The Cu/Zn-superoxide dismutase (SOD1) is a ubiquitous enzyme that catalyzes the dismutation of superoxide radicals to oxygen and hydrogen peroxide. In addition to this principal reaction, the enzyme is known to catalyze, with various efficiencies, several redox side-reactions using alternative substrates, including biological thiols, all involving the catalytic copper in the enzyme's active-site, which is relatively surface exposed. The accessibility and reactivity of the catalytic copper is known to increase upon SOD1 misfolding, structural alterations caused by a mutation or environmental stresses.
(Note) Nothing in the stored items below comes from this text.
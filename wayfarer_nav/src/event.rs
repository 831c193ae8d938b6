// Navigation events emitted for the caller's log.
//
// Every noteworthy thing the engine does (a plan, a step, a bonk, a map
// transition) is appended to an `EventLog` as a `NavEvent` stamped with the
// engine tick on which it happened. Callers drain the log whenever they
// like; the engine never reads it back.
//
// See also: `navigator.rs` which owns the log, `executor.rs` and
// `transition.rs` which produce most of the events.
//
// **Critical constraint: determinism.** Events are appended in the order the
// engine performs the work, so identical inputs give identical logs.

use crate::error::FailureReason;
use crate::map_graph::EdgeId;
use crate::types::{Direction, MapId, Position};
use serde::{Deserialize, Serialize};

/// A single event with the tick it occurred on.
#[derive(Clone, Debug, PartialEq, Eq, Serialize, Deserialize)]
pub struct NavEvent {
    pub tick: u64,
    pub kind: NavEventKind,
}

/// Types of navigation events.
#[derive(Clone, Debug, PartialEq, Eq, Serialize, Deserialize)]
pub enum NavEventKind {
    /// A route was planned (and not yet necessarily started).
    RoutePlanned {
        goal_map: MapId,
        goal: Position,
        steps: usize,
        hops: usize,
    },
    /// A move command was issued for a step.
    StepStarted {
        step_index: usize,
        direction: Direction,
        attempt: u32,
    },
    /// The agent was observed where the step expected it.
    StepCompleted { step_index: usize },
    /// The agent did not move as expected.
    Bonk {
        step_index: usize,
        expected: Position,
        observed: Position,
        consecutive: u32,
    },
    /// The bonk budget ran out; execution failed.
    MovementStuck { reason: FailureReason },
    TransitionStarted { from_map: MapId, to_map: MapId },
    TransitionCompleted { map: MapId, waited_ticks: u64 },
    /// The supervisor gave up waiting for visual stability.
    TransitionTimeout { map: MapId, waited_ticks: u64 },
    /// A transition edge was recorded from an observed map change.
    TransitionLearned { edge: EdgeId },
    RouteCompleted { map: MapId, position: Position },
    RouteCancelled { remaining_steps: usize },
}

/// Append-only event buffer.
#[derive(Clone, Debug, Default)]
pub struct EventLog {
    events: Vec<NavEvent>,
}

impl EventLog {
    pub fn new() -> Self {
        Self::default()
    }

    pub fn push(&mut self, tick: u64, kind: NavEventKind) {
        self.events.push(NavEvent { tick, kind });
    }

    /// Remove and return everything logged so far, oldest first.
    pub fn drain(&mut self) -> Vec<NavEvent> {
        std::mem::take(&mut self.events)
    }

    pub fn iter(&self) -> impl Iterator<Item = &NavEvent> {
        self.events.iter()
    }

    pub fn len(&self) -> usize {
        self.events.len()
    }

    pub fn is_empty(&self) -> bool {
        self.events.is_empty()
    }
}
// Transition supervisor: waits out map-change animations.
//
// While a map transition animates, the game silently swallows movement
// commands, so any step issued during that window would be misread as a
// bonk. The supervisor watches the observed map identifier every tick. When
// it differs from the last stable observation, it enters the transitioning
// state and the navigator stops ticking the executor. It releases once
// both of these hold:
//
// - at least `transition_min_ticks` have passed since the change was seen;
// - perception reports the animation as stable.
//
// An optional `transition_timeout_ticks` bounds the wait. Reaching it
// releases anyway, with a warning and a `TransitionTimeout` event. It is
// never fatal.
//
// Each release reports where the agent was before and after the change, so
// the navigator can learn transition edges it did not know about.
//
// See also: `navigator.rs` which gates the executor on `observe()`.

use crate::config::NavConfig;
use crate::event::{EventLog, NavEventKind};
use crate::types::{Location, MapId};

/// A completed transition.
#[derive(Clone, Copy, Debug, PartialEq, Eq)]
pub struct TransitionOutcome {
    /// Last stable location before the map changed.
    pub from: Location,
    /// First stable location after.
    pub to: Location,
    pub waited_ticks: u64,
    pub timed_out: bool,
}

/// What the supervisor decided for this tick.
#[derive(Clone, Copy, Debug, PartialEq, Eq)]
pub enum SupervisorStatus {
    /// No transition in progress; commands may be issued.
    Stable,
    /// Commands are suppressed this tick.
    Transitioning,
    /// A transition just finished; commands may be issued again.
    Released(TransitionOutcome),
}

#[derive(Clone, Copy, Debug)]
struct ActiveTransition {
    from: Location,
    to_map: MapId,
    started_at: u64,
}

#[derive(Debug)]
pub struct TransitionSupervisor {
    min_ticks: u64,
    timeout_ticks: Option<u64>,
    last_stable: Option<Location>,
    active: Option<ActiveTransition>,
}

impl TransitionSupervisor {
    pub fn new(config: &NavConfig) -> Self {
        Self {
            min_ticks: config.transition_min_ticks,
            timeout_ticks: config.transition_timeout_ticks,
            last_stable: None,
            active: None,
        }
    }

    pub fn is_transitioning(&self) -> bool {
        self.active.is_some()
    }

    /// The most recent location observed outside a transition.
    pub fn last_stable(&self) -> Option<Location> {
        self.last_stable
    }

    /// Feed one tick's observation.
    pub fn observe(
        &mut self,
        now: u64,
        observed: Location,
        animation_stable: bool,
        events: &mut EventLog,
    ) -> SupervisorStatus {
        let Some(mut active) = self.active else {
            match self.last_stable {
                Some(previous) if previous.map != observed.map => {
                    tracing::debug!(from = %previous, to_map = %observed.map, "map transition detected");
                    events.push(
                        now,
                        NavEventKind::TransitionStarted {
                            from_map: previous.map,
                            to_map: observed.map,
                        },
                    );
                    self.active = Some(ActiveTransition {
                        from: previous,
                        to_map: observed.map,
                        started_at: now,
                    });
                    return SupervisorStatus::Transitioning;
                }
                _ => {
                    self.last_stable = Some(observed);
                    return SupervisorStatus::Stable;
                }
            }
        };

        if observed.map != active.to_map {
            // Chained transition (e.g. a warp landing on another warp).
            tracing::debug!(to_map = %observed.map, "transition retargeted");
            active.to_map = observed.map;
            active.started_at = now;
            self.active = Some(active);
            return SupervisorStatus::Transitioning;
        }

        let waited_ticks = now.saturating_sub(active.started_at);
        let settled = waited_ticks >= self.min_ticks && animation_stable;
        let timed_out = !settled && self.timeout_ticks.is_some_and(|t| waited_ticks >= t);
        if !settled && !timed_out {
            return SupervisorStatus::Transitioning;
        }

        if timed_out {
            tracing::warn!(map = %observed.map, waited_ticks, "transition never settled, releasing anyway");
            events.push(
                now,
                NavEventKind::TransitionTimeout {
                    map: observed.map,
                    waited_ticks,
                },
            );
        } else {
            events.push(
                now,
                NavEventKind::TransitionCompleted {
                    map: observed.map,
                    waited_ticks,
                },
            );
        }
        tracing::debug!(to = %observed, waited_ticks, "transition released");
        self.active = None;
        self.last_stable = Some(observed);
        SupervisorStatus::Released(TransitionOutcome {
            from: active.from,
            to: observed,
            waited_ticks,
            timed_out,
        })
    }
}
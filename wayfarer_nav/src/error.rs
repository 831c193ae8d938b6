// Error taxonomy for planning, execution, and configuration.
//
// Expected conditions are ordinary return values: a missing route is a
// `PathNotFound`, handed back through `Result` and never a panic. The only
// assertion-style failure is `ConstraintViolation`, which means the route
// composer caught an invariant breach (stale cache or a bug) between planning
// and emitting steps. Execution-time failures surface through
// `TickStatus::Failed(FailureReason)` rather than `Err`, so the caller can
// retry, replan, or escalate.
//
// See also: `navigator.rs` for `TickStatus`, `composer.rs` where constraint
// violations are detected, `config.rs` for `ConfigError` producers.

use crate::types::{Direction, MapId, Position};
use serde::{Deserialize, Serialize};

/// No route exists (or none was found within the search budget).
///
/// Recoverable: choose a different goal, wait for a capability, or raise the
/// expansion caps. Every variant names the map on which planning failed.
#[derive(Clone, Debug, PartialEq, Eq, thiserror::Error)]
pub enum PathNotFound {
    #[error("no map sequence from {from} to {to}")]
    NoMapSequence { from: MapId, to: MapId },

    #[error("no tile data available for {map}")]
    UnknownMap { map: MapId },

    #[error("{position} is outside the bounds of {map}")]
    OutOfBounds { map: MapId, position: Position },

    #[error("goal {position} on {map} is not walkable")]
    GoalBlocked { map: MapId, position: Position },

    #[error("no path on {map} from {from} to {to}")]
    Unreachable {
        map: MapId,
        from: Position,
        to: Position,
    },

    #[error("search from {map} gave up after {limit} node expansions")]
    ExpansionLimit { map: MapId, limit: u32 },
}

impl PathNotFound {
    /// The map on which planning failed.
    pub fn map(&self) -> MapId {
        match *self {
            PathNotFound::NoMapSequence { from, .. } => from,
            PathNotFound::UnknownMap { map }
            | PathNotFound::OutOfBounds { map, .. }
            | PathNotFound::GoalBlocked { map, .. }
            | PathNotFound::Unreachable { map, .. }
            | PathNotFound::ExpansionLimit { map, .. } => map,
        }
    }
}

/// What invariant a composed step would have broken.
#[derive(Clone, Debug, PartialEq, Eq, thiserror::Error)]
pub enum ViolationKind {
    #[error("one-way tile allows {allowed}, step moves {attempted}")]
    OneWayDirection {
        allowed: Direction,
        attempted: Direction,
    },

    #[error("step from {from} is not 4-adjacent")]
    NotAdjacent { from: Position },

    #[error("step leaves the map bounds")]
    OutOfBounds,

    #[error("step enters an impassable tile")]
    Impassable,

    #[error("segment starts at {found} but the previous segment ended at {expected}")]
    Discontinuous { expected: Position, found: Position },
}

/// An invariant breach detected between planning and composition.
///
/// Always indicates a bug or a stale cache. The plan is aborted rather than
/// emitting an invalid step.
#[derive(Clone, Debug, PartialEq, Eq, thiserror::Error)]
#[error("constraint violation on {map} at {position}: {kind}")]
pub struct ConstraintViolation {
    pub map: MapId,
    pub position: Position,
    pub kind: ViolationKind,
}

/// Why a planning request produced no route.
#[derive(Clone, Debug, PartialEq, Eq, thiserror::Error)]
pub enum PlanError {
    #[error(transparent)]
    PathNotFound(#[from] PathNotFound),

    #[error(transparent)]
    ConstraintViolation(#[from] ConstraintViolation),
}

/// Why route execution stopped. Reported by `TickStatus::Failed`.
#[derive(Clone, Debug, PartialEq, Eq, Serialize, Deserialize, thiserror::Error)]
pub enum FailureReason {
    /// The bonk retry budget was exhausted on one step.
    #[error(
        "stuck on step {step_index}: expected {expected} on {expected_map}, \
         observed {observed} on {observed_map} after {attempts} attempts"
    )]
    MovementStuck {
        step_index: usize,
        expected_map: MapId,
        expected: Position,
        observed_map: MapId,
        observed: Position,
        attempts: u32,
    },
}

/// Failure to load or validate a `NavConfig`.
#[derive(Debug, thiserror::Error)]
pub enum ConfigError {
    #[error("config parse error: {0}")]
    Parse(#[from] serde_json::Error),

    #[error("invalid config value for `{field}`: {reason}")]
    Invalid {
        field: &'static str,
        reason: &'static str,
    },
}
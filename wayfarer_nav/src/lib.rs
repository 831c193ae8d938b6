// wayfarer_nav: hierarchical navigation engine for grid-based multi-map worlds.
//
// This crate plans routes across many discrete tile maps joined by
// directional transition points, then drives a failure-prone movement
// actuator along them one step per tick, recovering from swallowed moves
// ("bonks") and waiting out map-transition animations. It extracts nothing
// from the game itself: perception and actuation are traits implemented by
// the host.
//
// Module overview:
// - `navigator.rs`:     Navigator facade: plan_route / begin_execution / tick / cancel.
// - `map_graph.rs`:     Map graph registry: maps, transition edges, map-sequence search.
// - `collision.rs`:     Source tiles, one-way inference, capability-aware grid cache.
// - `local_router.rs`:  Single-map A* over a collision grid.
// - `global_router.rs`: Map sequence -> per-map segments.
// - `composer.rs`:      Segments -> validated step list (`Route`).
// - `executor.rs`:      Step executor state machine with bonk recovery.
// - `transition.rs`:    Transition supervisor (animation windows, edge discovery).
// - `perception.rs`:    TileSource / Perception / Actuator collaborator traits.
// - `capability.rs`:    CapabilitySet snapshots and cache signatures.
// - `event.rs`:         NavEvent log drained by callers.
// - `config.rs`:        NavConfig: search caps and tick timings, loadable from JSON.
// - `error.rs`:         PathNotFound, ConstraintViolation, FailureReason, ConfigError.
// - `types.rs`:         MapId, Position, Location, Direction, Step, Route.
//
// The library logs through `tracing` and never installs a subscriber.
//
// **Critical constraint: determinism.** No system time, no randomness, and
// fixed iteration orders (`BTreeMap`, `Direction::ALL`). Identical inputs
// produce identical routes, moves, and events.

pub mod capability;
pub mod collision;
pub mod composer;
pub mod config;
pub mod error;
pub mod event;
pub mod executor;
pub mod global_router;
pub mod local_router;
pub mod map_graph;
pub mod navigator;
pub mod perception;
pub mod transition;
pub mod types;

pub use capability::{CapabilityKey, CapabilitySet};
pub use collision::{CollisionProvider, SourceGrid, SourceTile, TileClass};
pub use config::NavConfig;
pub use error::{ConfigError, ConstraintViolation, FailureReason, PathNotFound, PlanError};
pub use event::{NavEvent, NavEventKind};
pub use executor::TickStatus;
pub use map_graph::{EdgeId, MapGraph, TransitionEdge};
pub use navigator::Navigator;
pub use perception::{Actuator, Perception, TileAtlas, TileSource};
pub use types::{Direction, Location, MapId, Position, Route, Step, StepKind};
// Map graph registry: discovered maps and directed transition edges.
//
// Maps are nodes keyed by opaque `MapId`; transition edges live in a single
// arena `Vec<TransitionEdge>` indexed by `EdgeId`, and each map keeps the
// ids of its outgoing edges in registration order. Edges are strictly
// directional: `add_edge(.., bidirectional: true)` registers a second,
// independent reverse edge rather than marking one edge as two-way.
//
// `shortest_map_sequence()` is a uniform-cost search over maps. Labels are
// compared by (total weight, hop count, edge ids along the path), so among
// equally cheap sequences the one with fewer hops wins, and among those the
// one whose edges were registered earliest.
//
// See also: `global_router.rs` which turns a map sequence into per-map
// segments, `navigator.rs` which registers maps and learns edges at runtime.
//
// **Critical constraint: determinism.** Edge ids are assigned sequentially in
// registration order and all map-keyed storage is a `BTreeMap`.

use crate::error::PathNotFound;
use crate::types::{Direction, MapId, Position};
use serde::{Deserialize, Serialize};
use smallvec::SmallVec;
use std::cmp::Ordering;
use std::collections::{BTreeMap, BTreeSet, BinaryHeap};
use std::fmt;

/// Index of a transition edge in registration order.
#[derive(Clone, Copy, Debug, PartialEq, Eq, Hash, PartialOrd, Ord, Serialize, Deserialize)]
pub struct EdgeId(pub u32);

impl fmt::Display for EdgeId {
    fn fmt(&self, f: &mut fmt::Formatter<'_>) -> fmt::Result {
        write!(f, "edge#{}", self.0)
    }
}

/// A directed connection from a tile on one map to a tile on another.
#[derive(Clone, Debug, PartialEq, Eq, Serialize, Deserialize)]
pub struct TransitionEdge {
    pub id: EdgeId,
    pub from_map: MapId,
    pub from_pos: Position,
    pub to_map: MapId,
    pub to_pos: Position,
    /// Move that triggers the transition while standing on `from_pos`.
    /// `None` lets the router pick one from the from-map's layout.
    pub exit_direction: Option<Direction>,
    /// Traversal cost in map hops. Always at least 1.
    pub weight: u32,
}

impl TransitionEdge {
    fn connects(&self, from_map: MapId, from_pos: Position, to_map: MapId, to_pos: Position) -> bool {
        self.from_map == from_map
            && self.from_pos == from_pos
            && self.to_map == to_map
            && self.to_pos == to_pos
    }
}

/// The registry container.
#[derive(Clone, Debug, Default, Serialize, Deserialize)]
pub struct MapGraph {
    /// Outgoing edge ids per map, in registration order.
    maps: BTreeMap<MapId, SmallVec<[EdgeId; 4]>>,
    edges: Vec<TransitionEdge>,
}

impl MapGraph {
    pub fn new() -> Self {
        Self::default()
    }

    /// Register a map. Returns `false` if it was already known.
    pub fn add_map(&mut self, map: MapId) -> bool {
        if self.maps.contains_key(&map) {
            return false;
        }
        self.maps.insert(map, SmallVec::new());
        tracing::debug!(%map, "registered map");
        true
    }

    pub fn contains_map(&self, map: MapId) -> bool {
        self.maps.contains_key(&map)
    }

    /// Add a unit-weight edge. With `bidirectional`, a reverse edge from
    /// `(to_map, to_pos)` back to `(from_map, from_pos)` is registered too.
    /// Returns the forward edge id.
    pub fn add_edge(
        &mut self,
        from_map: MapId,
        from_pos: Position,
        to_map: MapId,
        to_pos: Position,
        bidirectional: bool,
    ) -> EdgeId {
        self.add_weighted_edge(from_map, from_pos, to_map, to_pos, 1, bidirectional)
    }

    /// Like `add_edge`, with an explicit traversal weight (clamped to >= 1).
    pub fn add_weighted_edge(
        &mut self,
        from_map: MapId,
        from_pos: Position,
        to_map: MapId,
        to_pos: Position,
        weight: u32,
        bidirectional: bool,
    ) -> EdgeId {
        let forward = self.insert_edge(from_map, from_pos, to_map, to_pos, None, weight);
        if bidirectional {
            self.insert_edge(to_map, to_pos, from_map, from_pos, None, weight);
        }
        forward
    }

    /// Add a one-way, unit-weight edge triggered by moving `direction` from
    /// `from_pos`. If the edge already exists without a direction, the
    /// direction is filled in.
    pub fn add_edge_with_direction(
        &mut self,
        from_map: MapId,
        from_pos: Position,
        to_map: MapId,
        to_pos: Position,
        direction: Direction,
    ) -> EdgeId {
        self.insert_edge(from_map, from_pos, to_map, to_pos, Some(direction), 1)
    }

    fn insert_edge(
        &mut self,
        from_map: MapId,
        from_pos: Position,
        to_map: MapId,
        to_pos: Position,
        exit_direction: Option<Direction>,
        weight: u32,
    ) -> EdgeId {
        if let Some(id) = self.find_edge(from_map, from_pos, to_map, to_pos) {
            let edge = &mut self.edges[id.0 as usize];
            if edge.exit_direction.is_none() {
                edge.exit_direction = exit_direction;
            }
            return id;
        }
        self.add_map(from_map);
        self.add_map(to_map);
        let id = EdgeId(self.edges.len() as u32);
        self.edges.push(TransitionEdge {
            id,
            from_map,
            from_pos,
            to_map,
            to_pos,
            exit_direction,
            weight: weight.max(1),
        });
        if let Some(outgoing) = self.maps.get_mut(&from_map) {
            outgoing.push(id);
        }
        tracing::debug!(%id, %from_map, %from_pos, %to_map, %to_pos, "registered transition edge");
        id
    }

    /// The id of the edge with exactly these endpoints, if registered.
    pub fn find_edge(
        &self,
        from_map: MapId,
        from_pos: Position,
        to_map: MapId,
        to_pos: Position,
    ) -> Option<EdgeId> {
        self.edges_from(from_map)
            .find(|e| e.connects(from_map, from_pos, to_map, to_pos))
            .map(|e| e.id)
    }

    pub fn has_edge(&self, from_map: MapId, from_pos: Position, to_map: MapId, to_pos: Position) -> bool {
        self.find_edge(from_map, from_pos, to_map, to_pos).is_some()
    }

    /// Get an edge by id. `None` for ids this registry never issued.
    pub fn edge(&self, id: EdgeId) -> Option<&TransitionEdge> {
        self.edges.get(id.0 as usize)
    }

    /// Outgoing edges of `map`, in registration order.
    pub fn edges_from(&self, map: MapId) -> impl Iterator<Item = &TransitionEdge> + '_ {
        self.maps
            .get(&map)
            .into_iter()
            .flat_map(|ids| ids.iter())
            .map(|id| &self.edges[id.0 as usize])
    }

    pub fn maps(&self) -> impl Iterator<Item = MapId> + '_ {
        self.maps.keys().copied()
    }

    pub fn map_count(&self) -> usize {
        self.maps.len()
    }

    pub fn edge_count(&self) -> usize {
        self.edges.len()
    }

    /// Cheapest ordered edge sequence leading from `start` to `goal`.
    ///
    /// Returns an empty sequence when `start == goal`. Gives up with
    /// `ExpansionLimit` after settling `max_expansions` maps.
    pub fn shortest_map_sequence(
        &self,
        start: MapId,
        goal: MapId,
        max_expansions: u32,
    ) -> Result<Vec<EdgeId>, PathNotFound> {
        if start == goal {
            return Ok(Vec::new());
        }
        let not_found = PathNotFound::NoMapSequence {
            from: start,
            to: goal,
        };
        if !self.contains_map(start) || !self.contains_map(goal) {
            return Err(not_found);
        }

        let mut settled: BTreeSet<MapId> = BTreeSet::new();
        let mut best: BTreeMap<MapId, Label> = BTreeMap::new();
        let mut open = BinaryHeap::new();
        let origin = Label {
            map: start,
            cost: 0,
            edges: Vec::new(),
        };
        best.insert(start, origin.clone());
        open.push(origin);
        let mut expansions = 0u32;

        while let Some(current) = open.pop() {
            if settled.contains(&current.map) {
                continue;
            }
            if current.map == goal {
                tracing::debug!(
                    %start,
                    %goal,
                    hops = current.edges.len(),
                    cost = current.cost,
                    expansions,
                    "map sequence found"
                );
                return Ok(current.edges);
            }
            if expansions >= max_expansions {
                return Err(PathNotFound::ExpansionLimit {
                    map: start,
                    limit: max_expansions,
                });
            }
            expansions += 1;
            settled.insert(current.map);

            for edge in self.edges_from(current.map) {
                if settled.contains(&edge.to_map) {
                    continue;
                }
                let mut edges = current.edges.clone();
                edges.push(edge.id);
                let candidate = Label {
                    map: edge.to_map,
                    cost: current.cost + u64::from(edge.weight),
                    edges,
                };
                let improves = best
                    .get(&edge.to_map)
                    .is_none_or(|known| candidate.rank(known) == Ordering::Less);
                if improves {
                    best.insert(edge.to_map, candidate.clone());
                    open.push(candidate);
                }
            }
        }

        Err(not_found)
    }
}

/// Search label for one map (min-heap via reversed ordering).
#[derive(Clone, Debug)]
struct Label {
    map: MapId,
    cost: u64,
    /// Edges taken from the start, in order.
    edges: Vec<EdgeId>,
}

impl Label {
    /// Natural "better first" order: cheaper, then fewer hops, then
    /// earlier-registered edges.
    fn rank(&self, other: &Self) -> Ordering {
        self.cost
            .cmp(&other.cost)
            .then_with(|| self.edges.len().cmp(&other.edges.len()))
            .then_with(|| self.edges.cmp(&other.edges))
            .then_with(|| self.map.cmp(&other.map))
    }
}

impl PartialEq for Label {
    fn eq(&self, other: &Self) -> bool {
        self.rank(other) == Ordering::Equal
    }
}

impl Eq for Label {}

impl PartialOrd for Label {
    fn partial_cmp(&self, other: &Self) -> Option<Ordering> {
        Some(self.cmp(other))
    }
}

impl Ord for Label {
    fn cmp(&self, other: &Self) -> Ordering {
        // Reversed for min-heap: the best label is "greatest".
        other.rank(self)
    }
}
These competing side-reactions can lead to the formation of particularly toxic ROS, which have been proposed to contribute to oxidative damage in amyotrophic lateral sclerosis (ALS), a neurodegenerative disease that affects motor neurons. Here, we demonstrated that metal-saturated SOD1WT (holo-SOD1WT) and a familial ALS (fALS) catalytically active SOD1 mutant, SOD1G93A, are capable, under defined metabolic circumstances, to generate cytotoxic quantities of H2O2 through cysteine (CSH)/glutathione (GSH) redox short-circuit. Such activity may drain GSH stores, therefore discharging cellular antioxidant potential. By analyzing the distribution of thiol compounds throughout the CNS, the location of potential hot-spots of ROS production can be deduced. These hot-spots may constitute the origin of oxidative damage to neurons in ALS.